It has been a long month filled with many challenges. The knee surgery has been frought with problems from the beginning. I recently recovered from a stitch abcess which became infected. While at the Doctors, 3 times in one week it was determined that I was not reaching the range of motion that is desired at this point of recovery. So tomorrow I meet with a new group of Physical Therapists to see if they can make the knee bend beyond 95 degrees. If this is not successful then I would go back to the OR and under anesthesia the knee would be manipulated to 120 degrees. Lets just hope that I can get this knee moving without having to have it manipulated.
So much has changed in the past month. My oldest has moved to Connecticut to start her summer internship and prepare for her marriage in October. I miss her dearly She left for college in the fall of 2003 and moved back home last June. In the six years on her own, she grew into a responsible and successful adult. Moving home was just a pit stop to save money for the upcoming wedding. I was happy to have her home, it was an opportunity for us to grow in a relationship as adults. I will treasure the past year for this reason. She has also been a major source of support in preparing the house for sale. I honestly don't believe I could have done this without her help.

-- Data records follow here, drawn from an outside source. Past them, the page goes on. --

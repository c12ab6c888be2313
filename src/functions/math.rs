//! Math and random builtins. Pure (the random functions are pure in the
//! effect-class sense: no context or collaborator access).

use rand::Rng;
use rand::seq::SliceRandom;

use super::{FunctionTable, arg, builtin, num};
use crate::engine::EngineState;
use crate::error::EngineError;
use crate::value::Value;

pub(crate) fn register(table: &mut FunctionTable) {
    builtin!(table, "add", Pure, add);
    builtin!(table, "sub", Pure, sub);
    builtin!(table, "mult", Pure, mult);
    builtin!(table, "div", Pure, div);
    builtin!(table, "mod", Pure, modulo);
    builtin!(table, "pow", Pure, pow);
    builtin!(table, "sqrt", Pure, sqrt);
    builtin!(table, "abs", Pure, abs);
    builtin!(table, "floor", Pure, floor);
    builtin!(table, "ceil", Pure, ceil);
    builtin!(table, "round", Pure, round);
    builtin!(table, "min", Pure, min);
    builtin!(table, "max", Pure, max);
    builtin!(table, "toInt", Pure, to_int);
    builtin!(table, "toFloat", Pure, to_float);
    builtin!(table, "randInt", Pure, rand_int);
    builtin!(table, "randFloat", Pure, rand_float);
    builtin!(table, "randChoice", Pure, rand_choice);
}

async fn add(_state: &mut EngineState<'_>, args: Vec<Value>) -> Result<Value, EngineError> {
    let sum = args.iter().filter_map(Value::as_num).sum();
    Ok(Value::Num(sum))
}

async fn sub(_state: &mut EngineState<'_>, args: Vec<Value>) -> Result<Value, EngineError> {
    Ok(Value::Num(num(&args, 0) - num(&args, 1)))
}

async fn mult(_state: &mut EngineState<'_>, args: Vec<Value>) -> Result<Value, EngineError> {
    let product = args.iter().filter_map(Value::as_num).product();
    Ok(Value::Num(product))
}

async fn div(_state: &mut EngineState<'_>, args: Vec<Value>) -> Result<Value, EngineError> {
    let divisor = num(&args, 1);
    if divisor == 0.0 {
        return Ok(Value::Null);
    }
    Ok(Value::Num(num(&args, 0) / divisor))
}

async fn modulo(_state: &mut EngineState<'_>, args: Vec<Value>) -> Result<Value, EngineError> {
    let divisor = num(&args, 1);
    if divisor == 0.0 {
        return Ok(Value::Null);
    }
    Ok(Value::Num(num(&args, 0) % divisor))
}

async fn pow(_state: &mut EngineState<'_>, args: Vec<Value>) -> Result<Value, EngineError> {
    Ok(Value::Num(num(&args, 0).powf(num(&args, 1))))
}

async fn sqrt(_state: &mut EngineState<'_>, args: Vec<Value>) -> Result<Value, EngineError> {
    let n = num(&args, 0);
    if n < 0.0 {
        return Ok(Value::Null);
    }
    Ok(Value::Num(n.sqrt()))
}

async fn abs(_state: &mut EngineState<'_>, args: Vec<Value>) -> Result<Value, EngineError> {
    Ok(Value::Num(num(&args, 0).abs()))
}

async fn floor(_state: &mut EngineState<'_>, args: Vec<Value>) -> Result<Value, EngineError> {
    Ok(Value::Num(num(&args, 0).floor()))
}

async fn ceil(_state: &mut EngineState<'_>, args: Vec<Value>) -> Result<Value, EngineError> {
    Ok(Value::Num(num(&args, 0).ceil()))
}

async fn round(_state: &mut EngineState<'_>, args: Vec<Value>) -> Result<Value, EngineError> {
    Ok(Value::Num(num(&args, 0).round()))
}

async fn min(_state: &mut EngineState<'_>, args: Vec<Value>) -> Result<Value, EngineError> {
    let m = args.iter().filter_map(Value::as_num).fold(f64::INFINITY, f64::min);
    if m.is_finite() { Ok(Value::Num(m)) } else { Ok(Value::Null) }
}

async fn max(_state: &mut EngineState<'_>, args: Vec<Value>) -> Result<Value, EngineError> {
    let m = args
        .iter()
        .filter_map(Value::as_num)
        .fold(f64::NEG_INFINITY, f64::max);
    if m.is_finite() { Ok(Value::Num(m)) } else { Ok(Value::Null) }
}

async fn to_int(_state: &mut EngineState<'_>, args: Vec<Value>) -> Result<Value, EngineError> {
    match arg(&args, 0).as_num() {
        Some(n) => Ok(Value::Num(n.trunc())),
        None => Ok(Value::Null),
    }
}

async fn to_float(_state: &mut EngineState<'_>, args: Vec<Value>) -> Result<Value, EngineError> {
    match arg(&args, 0).as_num() {
        Some(n) => Ok(Value::Num(n)),
        None => Ok(Value::Null),
    }
}

/// `randInt a b` picks uniformly in `[a, b]`; `randInt n` in `[0, n)`.
async fn rand_int(_state: &mut EngineState<'_>, args: Vec<Value>) -> Result<Value, EngineError> {
    let picked = if args.len() >= 2 {
        let a = num(&args, 0) as i64;
        let b = num(&args, 1) as i64;
        let (lo, hi) = if a <= b { (a, b) } else { (b, a) };
        rand::thread_rng().gen_range(lo..=hi)
    } else {
        let n = (num(&args, 0) as i64).max(1);
        rand::thread_rng().gen_range(0..n)
    };
    Ok(Value::Num(picked as f64))
}

async fn rand_float(_state: &mut EngineState<'_>, args: Vec<Value>) -> Result<Value, EngineError> {
    if args.is_empty() {
        return Ok(Value::Num(rand::thread_rng().r#gen::<f64>()));
    }
    let a = num(&args, 0);
    let b = num(&args, 1);
    let (lo, hi) = if a <= b { (a, b) } else { (b, a) };
    if lo == hi {
        return Ok(Value::Num(lo));
    }
    Ok(Value::Num(rand::thread_rng().gen_range(lo..hi)))
}

async fn rand_choice(_state: &mut EngineState<'_>, args: Vec<Value>) -> Result<Value, EngineError> {
    // One list argument picks from the list; multiple arguments pick from
    // the arguments themselves.
    let pool = if args.len() == 1 {
        arg(&args, 0).as_list().unwrap_or_else(|| vec![arg(&args, 0)])
    } else {
        args.clone()
    };
    Ok(pool.choose(&mut rand::thread_rng()).cloned().unwrap_or(Value::Null))
}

My youngest is off to college this fall, she will be attending her sisters' alma mater which was not her first choice but in this economy when you recieve almost full tuition to a top Engineering School you have to get beyond the thought that your following the leader. She is a leader in her own right. She will be spending the summer in Boston with her Irish twin sister (20 months difference in age but so close they could be twins). This will be an exciting summer for both of them as they will be living in an apartment together for the first time in 2 years. I will miss this summer with her, but she has worked so hard at school and at home helping me through these knee surgeries that she deserves a carefree summer before starting the next stage of her life.

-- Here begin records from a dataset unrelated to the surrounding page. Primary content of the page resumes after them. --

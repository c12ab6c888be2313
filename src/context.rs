//! Execution context assembly and normalization.
//!
//! Every render evaluates against one [`ExecutionContext`]: a snapshot of
//! the invoking user, member, channel, guild, and message, plus positional
//! arguments and a bounded registry snapshot.
//!
//! Historically two field-naming conventions coexisted in authored
//! templates (`.user.id` and `.User.ID`). The normalizer populates BOTH
//! conventions for every field, so either spelling resolves identically.
//! Contexts are fully serializable: the scheduler captures one at schedule
//! time and replays it verbatim later.
//!
//! The registry snapshot (`Reg`, `RegGuild`) is loaded at most once per
//! context build, bounded to the first N entries, and partitioned by the
//! entry `type`: `"guild"` and `"guild:<current-guild>"` are guild-scoped,
//! other `guild:` prefixes belong to foreign guilds and are skipped, and
//! everything else is global. An unavailable registry store leaves both
//! maps empty rather than failing the build.

use chrono::{DateTime, Utc};
use serde::{Deserialize, Serialize};
use std::collections::BTreeMap;
use tracing::debug;

use crate::stores::RegistryStore;
use crate::value::Value;

/// Platform user entity.
#[derive(Debug, Clone, Default, Serialize, Deserialize)]
pub struct UserRecord {
    pub id: String,
    pub name: String,
    #[serde(default)]
    pub discriminator: Option<String>,
    #[serde(default)]
    pub bot: bool,
    #[serde(default)]
    pub avatar_url: Option<String>,
}

/// Guild membership details for a user.
#[derive(Debug, Clone, Default, Serialize, Deserialize)]
pub struct MemberRecord {
    #[serde(default)]
    pub nickname: Option<String>,
    #[serde(default)]
    pub roles: Vec<String>,
    #[serde(default)]
    pub joined_at: Option<DateTime<Utc>>,
}

/// Channel entity.
#[derive(Debug, Clone, Default, Serialize, Deserialize)]
pub struct ChannelRecord {
    pub id: String,
    pub name: String,
    #[serde(default)]
    pub topic: Option<String>,
    #[serde(default)]
    pub nsfw: bool,
}

/// Guild entity.
#[derive(Debug, Clone, Default, Serialize, Deserialize)]
pub struct GuildRecord {
    pub id: String,
    pub name: String,
    #[serde(default)]
    pub member_count: i64,
    #[serde(default)]
    pub owner_id: String,
    #[serde(default)]
    pub icon_url: Option<String>,
}

/// The message that triggered the command, when one exists.
#[derive(Debug, Clone, Default, Serialize, Deserialize)]
pub struct MessageRecord {
    pub id: String,
    pub content: String,
    #[serde(default)]
    pub author_id: String,
    #[serde(default)]
    pub timestamp: Option<DateTime<Utc>>,
}

/// Role entity, shared by the platform adapter and permission store.
#[derive(Debug, Clone, Default, Serialize, Deserialize)]
pub struct RoleRecord {
    pub id: String,
    pub name: String,
    #[serde(default)]
    pub position: i64,
}

/// Canonical per-render context snapshot.
///
/// `data` holds every section under both naming conventions; positional
/// arguments are mirrored under `Args`/`args` and kept separately for
/// cheap access and replacement.
#[derive(Debug, Clone, Serialize, Deserialize)]
pub struct ExecutionContext {
    pub guild_id: String,
    #[serde(default)]
    pub channel_id: Option<String>,
    #[serde(default)]
    pub user_id: Option<String>,
    data: BTreeMap<String, Value>,
    args: Vec<String>,
}

impl ExecutionContext {
    /// Resolves a dotted context path (without the leading `.`).
    ///
    /// Lookup is case-sensitive; the normalizer guarantees both
    /// conventions exist, so `user.id` and `User.ID` both resolve.
    pub fn lookup(&self, path: &str) -> Option<Value> {
        let (head, rest) = match path.split_once('.') {
            Some((h, r)) => (h, r),
            None => (path, ""),
        };
        let section = self.data.get(head)?;
        if rest.is_empty() {
            Some(section.clone())
        } else {
            section.get_path(rest).cloned()
        }
    }

    /// Positional arguments, in order.
    pub fn args(&self) -> &[String] {
        &self.args
    }

    pub fn arg(&self, index: usize) -> Option<&str> {
        self.args.get(index).map(String::as_str)
    }

    /// Derives a sibling context with replaced positional arguments.
    /// Everything else, including the registry snapshot, is shared as-is.
    pub fn with_args(&self, args: Vec<String>) -> Self {
        let mut derived = self.clone();
        let list = Value::from(args.clone());
        derived.data.insert("Args".to_string(), list.clone());
        derived.data.insert("args".to_string(), list);
        derived.args = args;
        derived
    }

    /// Global registry snapshot lookup.
    pub(crate) fn reg_get(&self, key: &str) -> Option<Value> {
        match self.data.get("Reg") {
            Some(Value::Map(map)) => map.get(key).cloned(),
            _ => None,
        }
    }

    /// Current-guild registry snapshot lookup.
    pub(crate) fn reg_guild_get(&self, key: &str) -> Option<Value> {
        match self.data.get("RegGuild") {
            Some(Value::Map(map)) => map.get(key).cloned(),
            _ => None,
        }
    }
}

/// Assembles an [`ExecutionContext`] from typed entity records or a
/// pre-assembled map in either naming convention.
#[derive(Debug, Clone, Default)]
pub struct ContextBuilder {
    guild: GuildRecord,
    user: Option<UserRecord>,
    member: Option<MemberRecord>,
    channel: Option<ChannelRecord>,
    message: Option<MessageRecord>,
    extra: BTreeMap<String, Value>,
    args: Vec<String>,
}

impl ContextBuilder {
    pub fn new(guild: GuildRecord) -> Self {
        Self {
            guild,
            ..Self::default()
        }
    }

    pub fn user(mut self, user: UserRecord) -> Self {
        self.user = Some(user);
        self
    }

    pub fn member(mut self, member: MemberRecord) -> Self {
        self.member = Some(member);
        self
    }

    pub fn channel(mut self, channel: ChannelRecord) -> Self {
        self.channel = Some(channel);
        self
    }

    pub fn message(mut self, message: MessageRecord) -> Self {
        self.message = Some(message);
        self
    }

    pub fn args(mut self, args: Vec<String>) -> Self {
        self.args = args;
        self
    }

    /// Merges a pre-assembled section (either naming convention); used
    /// when the caller already holds a raw platform event object.
    pub fn section(mut self, name: &str, value: Value) -> Self {
        self.extra.insert(name.to_string(), value);
        self
    }

    /// Builds the context, loading the registry snapshot once (fail-soft).
    pub async fn build(self, registry: &dyn RegistryStore, snapshot_limit: usize) -> ExecutionContext {
        let guild_id = self.guild.id.clone();
        let (reg, reg_guild) = load_registry_snapshot(registry, snapshot_limit, &guild_id).await;
        let mut ctx = self.build_detached();
        ctx.data.insert("Reg".to_string(), Value::Map(reg));
        ctx.data.insert("RegGuild".to_string(), Value::Map(reg_guild));
        ctx
    }

    /// Builds the context with empty registry maps.
    pub fn build_detached(self) -> ExecutionContext {
        let mut data = BTreeMap::new();
        let guild_id = self.guild.id.clone();
        let user_id = self.user.as_ref().map(|u| u.id.clone());
        let channel_id = self.channel.as_ref().map(|c| c.id.clone());

        insert_section(&mut data, "guild", record_to_value(&self.guild));
        if let Some(user) = &self.user {
            insert_section(&mut data, "user", record_to_value(user));
        }
        if let Some(member) = &self.member {
            insert_section(&mut data, "member", record_to_value(member));
        }
        if let Some(channel) = &self.channel {
            insert_section(&mut data, "channel", record_to_value(channel));
        }
        if let Some(message) = &self.message {
            insert_section(&mut data, "message", record_to_value(message));
        }
        for (name, value) in self.extra {
            insert_section(&mut data, &snake_of(&name), value);
        }

        let args = Value::from(self.args.clone());
        data.insert("Args".to_string(), args.clone());
        data.insert("args".to_string(), args);
        data.insert("Reg".to_string(), Value::Map(BTreeMap::new()));
        data.insert("RegGuild".to_string(), Value::Map(BTreeMap::new()));

        ExecutionContext {
            guild_id,
            channel_id,
            user_id,
            data,
            args: self.args,
        }
    }
}

/// Loads and partitions the bounded registry snapshot. Store failures
/// degrade to empty maps.
pub(crate) async fn load_registry_snapshot(
    registry: &dyn RegistryStore,
    limit: usize,
    guild_id: &str,
) -> (BTreeMap<String, Value>, BTreeMap<String, Value>) {
    let mut global = BTreeMap::new();
    let mut guild = BTreeMap::new();
    let entries = match registry.list_entries(limit).await {
        Ok(entries) => entries,
        Err(err) => {
            debug!("registry snapshot unavailable: {err:#}");
            return (global, guild);
        }
    };
    let current = format!("guild:{guild_id}");
    for entry in entries {
        let value = Value::from_json(entry.value);
        if entry.entry_type == "guild" || entry.entry_type == current {
            guild.insert(entry.key, value);
        } else if entry.entry_type.starts_with("guild:") {
            // foreign guild's entry, never exposed here
        } else {
            global.insert(entry.key, value);
        }
    }
    (global, guild)
}

/// Serializes a record and expands it into a dual-convention map.
pub(crate) fn record_to_value<T: Serialize>(record: &T) -> Value {
    match serde_json::to_value(record) {
        Ok(json) => dualize(Value::from_json(json)),
        Err(_) => Value::Null,
    }
}

fn insert_section(data: &mut BTreeMap<String, Value>, snake_name: &str, value: Value) {
    let value = dualize(value);
    data.insert(snake_name.to_string(), value.clone());
    data.insert(pascal_of(snake_name), value);
}

/// Recursively re-keys a map so every field exists under both the
/// `snake_case` and the `PascalCase`/`ID` convention.
fn dualize(value: Value) -> Value {
    match value {
        Value::Map(map) => {
            let mut out = BTreeMap::new();
            for (key, inner) in map {
                let inner = dualize(inner);
                let snake = snake_of(&key);
                out.insert(pascal_of(&snake), inner.clone());
                out.insert(snake, inner);
            }
            Value::Map(out)
        }
        Value::List(items) => Value::List(items.into_iter().map(dualize).collect()),
        other => other,
    }
}

/// `member_count` -> `MemberCount`, `id` -> `ID`, `avatar_url` -> `AvatarURL`.
fn pascal_of(snake: &str) -> String {
    snake
        .split('_')
        .map(|part| match part {
            "id" => "ID".to_string(),
            "url" => "URL".to_string(),
            "nsfw" => "NSFW".to_string(),
            "dm" => "DM".to_string(),
            _ => {
                let mut chars = part.chars();
                match chars.next() {
                    Some(first) => first.to_uppercase().chain(chars).collect(),
                    None => String::new(),
                }
            }
        })
        .collect()
}

/// `MemberCount` -> `member_count`, `AvatarURL` -> `avatar_url`; snake
/// input passes through unchanged.
fn snake_of(key: &str) -> String {
    let chars: Vec<char> = key.chars().collect();
    let mut out = String::with_capacity(key.len() + 4);
    for (i, &c) in chars.iter().enumerate() {
        if c.is_uppercase() {
            let prev_lower = i > 0 && chars[i - 1].is_lowercase();
            let next_lower = chars.get(i + 1).is_some_and(|n| n.is_lowercase());
            if i > 0 && (prev_lower || next_lower) && chars[i - 1] != '_' {
                out.push('_');
            }
            out.extend(c.to_lowercase());
        } else {
            out.push(c);
        }
    }
    out
}

#[cfg(test)]
mod tests {
    use super::*;

    fn sample_context() -> ExecutionContext {
        ContextBuilder::new(GuildRecord {
            id: "900".into(),
            name: "testers".into(),
            member_count: 128,
            owner_id: "42".into(),
            icon_url: None,
        })
        .user(UserRecord {
            id: "42".into(),
            name: "alice".into(),
            discriminator: None,
            bot: false,
            avatar_url: Some("https://cdn.example/a.png".into()),
        })
        .member(MemberRecord {
            nickname: Some("Al".into()),
            roles: vec!["1".into(), "2".into()],
            joined_at: None,
        })
        .channel(ChannelRecord {
            id: "77".into(),
            name: "general".into(),
            topic: Some("chat".into()),
            nsfw: false,
        })
        .args(vec!["first".into(), "second".into()])
        .build_detached()
    }

    #[test]
    fn both_conventions_resolve_identically() {
        let ctx = sample_context();
        assert_eq!(ctx.lookup("user.id"), Some(Value::Str("42".into())));
        assert_eq!(ctx.lookup("User.ID"), Some(Value::Str("42".into())));
        assert_eq!(
            ctx.lookup("guild.member_count"),
            ctx.lookup("Guild.MemberCount")
        );
        assert_eq!(
            ctx.lookup("user.avatar_url"),
            ctx.lookup("User.AvatarURL")
        );
    }

    #[test]
    fn args_resolve_by_index() {
        let ctx = sample_context();
        assert_eq!(ctx.lookup("Args.0"), Some(Value::Str("first".into())));
        assert_eq!(ctx.lookup("args.1"), Some(Value::Str("second".into())));
    }

    #[test]
    fn with_args_replaces_only_positionals() {
        let ctx = sample_context();
        let derived = ctx.with_args(vec!["other".into()]);
        assert_eq!(derived.lookup("Args.0"), Some(Value::Str("other".into())));
        assert_eq!(derived.lookup("User.ID"), ctx.lookup("User.ID"));
        assert_eq!(ctx.lookup("Args.0"), Some(Value::Str("first".into())));
    }

    #[test]
    fn snake_and_pascal_conversions() {
        assert_eq!(pascal_of("member_count"), "MemberCount");
        assert_eq!(pascal_of("id"), "ID");
        assert_eq!(pascal_of("avatar_url"), "AvatarURL");
        assert_eq!(snake_of("MemberCount"), "member_count");
        assert_eq!(snake_of("AvatarURL"), "avatar_url");
        assert_eq!(snake_of("ID"), "id");
        assert_eq!(snake_of("already_snake"), "already_snake");
    }

    #[test]
    fn context_round_trips_through_serde() {
        let ctx = sample_context();
        let json = serde_json::to_string(&ctx).expect("serializes");
        let back: ExecutionContext = serde_json::from_str(&json).expect("deserializes");
        assert_eq!(back.lookup("User.ID"), ctx.lookup("User.ID"));
        assert_eq!(back.args(), ctx.args());
    }
}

The house is on the market and being shown for sale. I'm still working on dismantling the house and reducing what I have. For the past 2 weeks since I was finally able to sit for long periods has been sorting and shredding the family files for the past 27 years. I have been the keeper of the paper. I was also the one who cared for the parents to the end and also for 2 of my siblings. As you might imagine reviewing all of these papers has brought up a well of emotion that has taken a toll on me. As I shred this history it just brings back the losses that I have suffered in my life. After 2 garage sales and getting rid of alot of things, I really wasn't upset about anything that I got rid of. It was just things, but by reviewing and destroying the history has caused me to mourn so much.
I'm hoping that once I'm through these files, that I will be able to let go of the pain that they represent and start to look forward to the adventure that is ahead of me.